**Records supplied**
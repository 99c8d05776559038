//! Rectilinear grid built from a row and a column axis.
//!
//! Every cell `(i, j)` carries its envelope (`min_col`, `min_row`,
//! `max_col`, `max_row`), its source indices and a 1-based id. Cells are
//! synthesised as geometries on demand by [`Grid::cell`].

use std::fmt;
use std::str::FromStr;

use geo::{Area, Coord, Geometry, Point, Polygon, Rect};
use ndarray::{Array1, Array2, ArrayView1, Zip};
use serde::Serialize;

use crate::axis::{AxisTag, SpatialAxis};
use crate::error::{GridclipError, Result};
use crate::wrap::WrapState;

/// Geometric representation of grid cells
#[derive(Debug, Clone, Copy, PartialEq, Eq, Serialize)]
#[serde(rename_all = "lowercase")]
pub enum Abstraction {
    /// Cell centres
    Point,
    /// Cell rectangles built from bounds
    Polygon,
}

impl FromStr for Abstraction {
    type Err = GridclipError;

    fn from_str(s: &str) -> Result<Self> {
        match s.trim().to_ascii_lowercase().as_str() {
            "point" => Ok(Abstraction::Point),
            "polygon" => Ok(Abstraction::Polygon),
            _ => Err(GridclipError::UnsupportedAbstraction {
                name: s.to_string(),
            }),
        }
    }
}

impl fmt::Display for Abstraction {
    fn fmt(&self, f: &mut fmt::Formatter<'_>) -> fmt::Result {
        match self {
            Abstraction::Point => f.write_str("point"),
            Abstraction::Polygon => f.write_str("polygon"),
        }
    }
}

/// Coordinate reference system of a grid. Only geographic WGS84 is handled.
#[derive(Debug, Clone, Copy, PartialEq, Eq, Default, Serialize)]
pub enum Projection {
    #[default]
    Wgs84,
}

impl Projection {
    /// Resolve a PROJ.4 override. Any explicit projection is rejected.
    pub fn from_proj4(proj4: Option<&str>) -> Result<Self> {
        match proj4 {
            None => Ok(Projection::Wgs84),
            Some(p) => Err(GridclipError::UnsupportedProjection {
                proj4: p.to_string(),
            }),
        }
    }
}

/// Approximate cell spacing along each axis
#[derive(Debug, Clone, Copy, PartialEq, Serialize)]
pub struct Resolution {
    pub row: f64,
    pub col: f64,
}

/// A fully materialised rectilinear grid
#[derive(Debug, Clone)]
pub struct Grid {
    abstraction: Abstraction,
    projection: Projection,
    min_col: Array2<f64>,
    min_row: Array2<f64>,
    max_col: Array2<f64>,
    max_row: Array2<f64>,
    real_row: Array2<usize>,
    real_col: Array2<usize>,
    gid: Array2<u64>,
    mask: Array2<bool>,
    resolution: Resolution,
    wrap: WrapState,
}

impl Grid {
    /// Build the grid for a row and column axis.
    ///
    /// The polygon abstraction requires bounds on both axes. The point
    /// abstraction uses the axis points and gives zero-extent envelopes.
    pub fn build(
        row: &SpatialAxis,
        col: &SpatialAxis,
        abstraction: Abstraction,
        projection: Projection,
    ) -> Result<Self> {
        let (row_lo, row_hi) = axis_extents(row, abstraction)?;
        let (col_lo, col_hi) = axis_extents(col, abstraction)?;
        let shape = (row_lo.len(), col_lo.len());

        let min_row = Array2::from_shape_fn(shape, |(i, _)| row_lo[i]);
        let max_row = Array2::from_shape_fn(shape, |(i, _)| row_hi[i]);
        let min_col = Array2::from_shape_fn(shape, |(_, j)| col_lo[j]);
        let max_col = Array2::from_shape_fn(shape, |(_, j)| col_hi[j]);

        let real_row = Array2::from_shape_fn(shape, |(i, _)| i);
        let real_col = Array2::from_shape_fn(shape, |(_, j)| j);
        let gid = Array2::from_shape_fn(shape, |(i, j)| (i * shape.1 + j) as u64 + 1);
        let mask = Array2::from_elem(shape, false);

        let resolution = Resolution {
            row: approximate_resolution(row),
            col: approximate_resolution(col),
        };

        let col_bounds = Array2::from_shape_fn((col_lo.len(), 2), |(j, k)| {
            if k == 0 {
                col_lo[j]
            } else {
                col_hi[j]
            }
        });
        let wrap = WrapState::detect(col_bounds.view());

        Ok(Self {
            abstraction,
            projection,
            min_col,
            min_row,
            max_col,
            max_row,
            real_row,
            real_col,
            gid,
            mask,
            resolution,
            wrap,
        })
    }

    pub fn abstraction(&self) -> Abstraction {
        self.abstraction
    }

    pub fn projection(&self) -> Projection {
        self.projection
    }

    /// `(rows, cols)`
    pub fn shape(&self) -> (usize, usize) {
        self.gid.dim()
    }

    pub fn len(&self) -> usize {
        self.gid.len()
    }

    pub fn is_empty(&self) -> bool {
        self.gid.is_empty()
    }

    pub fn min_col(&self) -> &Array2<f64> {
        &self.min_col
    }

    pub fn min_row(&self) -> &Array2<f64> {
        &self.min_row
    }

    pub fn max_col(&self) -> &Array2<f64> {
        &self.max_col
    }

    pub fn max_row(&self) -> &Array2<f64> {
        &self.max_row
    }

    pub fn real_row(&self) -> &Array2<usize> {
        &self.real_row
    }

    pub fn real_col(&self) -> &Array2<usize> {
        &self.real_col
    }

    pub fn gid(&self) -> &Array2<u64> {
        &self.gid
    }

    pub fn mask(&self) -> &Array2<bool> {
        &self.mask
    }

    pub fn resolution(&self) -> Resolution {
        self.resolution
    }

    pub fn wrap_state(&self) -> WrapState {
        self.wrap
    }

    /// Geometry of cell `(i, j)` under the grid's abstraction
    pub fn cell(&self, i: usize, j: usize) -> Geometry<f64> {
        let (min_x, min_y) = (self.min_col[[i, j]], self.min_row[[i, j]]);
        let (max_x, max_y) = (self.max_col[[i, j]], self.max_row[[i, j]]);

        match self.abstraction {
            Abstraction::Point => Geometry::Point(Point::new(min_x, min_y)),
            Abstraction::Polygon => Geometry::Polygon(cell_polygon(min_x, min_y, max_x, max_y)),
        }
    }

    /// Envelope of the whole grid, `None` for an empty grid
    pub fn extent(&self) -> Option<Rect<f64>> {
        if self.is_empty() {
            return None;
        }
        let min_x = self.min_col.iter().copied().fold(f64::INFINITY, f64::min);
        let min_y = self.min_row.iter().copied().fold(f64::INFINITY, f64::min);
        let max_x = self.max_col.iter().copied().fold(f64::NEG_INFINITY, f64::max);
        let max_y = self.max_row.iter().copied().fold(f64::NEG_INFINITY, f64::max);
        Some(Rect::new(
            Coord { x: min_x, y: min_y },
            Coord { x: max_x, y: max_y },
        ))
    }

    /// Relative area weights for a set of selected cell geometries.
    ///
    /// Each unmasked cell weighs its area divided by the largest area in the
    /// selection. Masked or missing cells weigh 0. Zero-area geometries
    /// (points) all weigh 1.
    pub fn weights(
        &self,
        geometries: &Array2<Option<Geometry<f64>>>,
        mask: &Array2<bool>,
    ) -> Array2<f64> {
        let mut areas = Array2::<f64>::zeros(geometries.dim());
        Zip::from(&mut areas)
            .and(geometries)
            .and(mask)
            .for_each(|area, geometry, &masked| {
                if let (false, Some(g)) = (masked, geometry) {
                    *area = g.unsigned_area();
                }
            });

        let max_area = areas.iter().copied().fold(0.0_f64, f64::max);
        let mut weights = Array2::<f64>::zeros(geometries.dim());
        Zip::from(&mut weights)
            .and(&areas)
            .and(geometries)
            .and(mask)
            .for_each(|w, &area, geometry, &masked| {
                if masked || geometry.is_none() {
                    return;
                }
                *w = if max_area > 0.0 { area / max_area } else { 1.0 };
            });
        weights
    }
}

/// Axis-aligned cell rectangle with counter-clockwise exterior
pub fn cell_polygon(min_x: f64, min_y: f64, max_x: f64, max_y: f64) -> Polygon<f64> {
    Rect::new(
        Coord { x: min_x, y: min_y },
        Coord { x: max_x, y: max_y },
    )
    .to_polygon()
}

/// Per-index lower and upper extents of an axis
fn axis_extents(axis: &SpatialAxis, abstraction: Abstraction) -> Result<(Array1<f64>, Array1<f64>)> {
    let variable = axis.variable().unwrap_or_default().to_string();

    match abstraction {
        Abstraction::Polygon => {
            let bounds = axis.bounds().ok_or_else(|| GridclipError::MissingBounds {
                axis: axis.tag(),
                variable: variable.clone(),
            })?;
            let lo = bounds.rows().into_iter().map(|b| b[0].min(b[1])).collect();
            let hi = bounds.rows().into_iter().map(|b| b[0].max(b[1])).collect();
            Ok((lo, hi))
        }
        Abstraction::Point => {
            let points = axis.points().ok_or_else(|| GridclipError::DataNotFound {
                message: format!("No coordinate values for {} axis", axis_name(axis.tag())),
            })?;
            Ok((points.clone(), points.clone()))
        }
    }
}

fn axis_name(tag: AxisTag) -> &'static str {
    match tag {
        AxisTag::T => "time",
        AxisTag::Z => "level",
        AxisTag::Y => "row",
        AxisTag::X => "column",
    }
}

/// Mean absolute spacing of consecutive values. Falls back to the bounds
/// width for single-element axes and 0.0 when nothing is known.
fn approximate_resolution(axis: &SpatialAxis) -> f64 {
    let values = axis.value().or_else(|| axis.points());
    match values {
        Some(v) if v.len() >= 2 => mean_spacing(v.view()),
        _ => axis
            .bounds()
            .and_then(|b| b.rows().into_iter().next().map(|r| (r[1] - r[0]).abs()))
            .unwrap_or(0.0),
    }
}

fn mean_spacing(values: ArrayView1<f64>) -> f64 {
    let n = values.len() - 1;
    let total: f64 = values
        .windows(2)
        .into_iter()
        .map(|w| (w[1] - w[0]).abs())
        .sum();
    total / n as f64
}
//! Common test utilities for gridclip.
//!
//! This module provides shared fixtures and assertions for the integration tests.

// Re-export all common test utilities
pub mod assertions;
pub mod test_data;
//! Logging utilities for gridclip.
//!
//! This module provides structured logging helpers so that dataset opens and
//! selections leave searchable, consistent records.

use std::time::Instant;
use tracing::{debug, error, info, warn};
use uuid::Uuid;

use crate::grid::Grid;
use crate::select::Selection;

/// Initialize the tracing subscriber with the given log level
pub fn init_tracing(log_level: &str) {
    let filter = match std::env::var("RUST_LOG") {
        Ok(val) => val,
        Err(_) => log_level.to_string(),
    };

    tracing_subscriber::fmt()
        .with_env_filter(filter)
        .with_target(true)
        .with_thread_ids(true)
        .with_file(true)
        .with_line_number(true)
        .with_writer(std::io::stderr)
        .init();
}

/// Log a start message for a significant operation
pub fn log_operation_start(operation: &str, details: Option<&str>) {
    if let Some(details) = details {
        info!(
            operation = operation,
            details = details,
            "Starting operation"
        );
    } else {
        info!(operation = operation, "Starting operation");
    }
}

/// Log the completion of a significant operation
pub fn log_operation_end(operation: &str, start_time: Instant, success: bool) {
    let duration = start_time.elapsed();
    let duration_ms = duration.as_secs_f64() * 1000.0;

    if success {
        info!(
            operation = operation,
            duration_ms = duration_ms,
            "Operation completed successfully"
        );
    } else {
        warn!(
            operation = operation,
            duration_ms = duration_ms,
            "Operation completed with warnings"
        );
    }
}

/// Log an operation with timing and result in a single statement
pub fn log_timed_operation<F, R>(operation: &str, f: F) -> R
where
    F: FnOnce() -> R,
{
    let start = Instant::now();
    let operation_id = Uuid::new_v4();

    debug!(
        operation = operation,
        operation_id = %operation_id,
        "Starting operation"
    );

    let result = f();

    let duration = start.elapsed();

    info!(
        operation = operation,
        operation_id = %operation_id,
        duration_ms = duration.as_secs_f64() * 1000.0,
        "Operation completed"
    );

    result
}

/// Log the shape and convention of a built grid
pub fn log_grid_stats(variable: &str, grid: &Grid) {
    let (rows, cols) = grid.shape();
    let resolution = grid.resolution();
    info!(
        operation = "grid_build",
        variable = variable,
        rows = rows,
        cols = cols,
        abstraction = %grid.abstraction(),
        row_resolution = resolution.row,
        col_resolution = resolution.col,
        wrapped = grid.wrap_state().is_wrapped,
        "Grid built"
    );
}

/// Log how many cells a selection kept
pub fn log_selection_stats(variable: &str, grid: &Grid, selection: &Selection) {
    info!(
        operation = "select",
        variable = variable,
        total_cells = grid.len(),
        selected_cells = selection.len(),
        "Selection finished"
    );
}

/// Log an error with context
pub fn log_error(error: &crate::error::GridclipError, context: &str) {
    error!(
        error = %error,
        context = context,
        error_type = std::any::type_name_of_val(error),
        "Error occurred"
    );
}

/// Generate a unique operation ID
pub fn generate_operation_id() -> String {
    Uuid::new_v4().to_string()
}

**Problem statement**
Number of lines holding "Instant" in the material: state it with no other words.

**Finished exercise**
3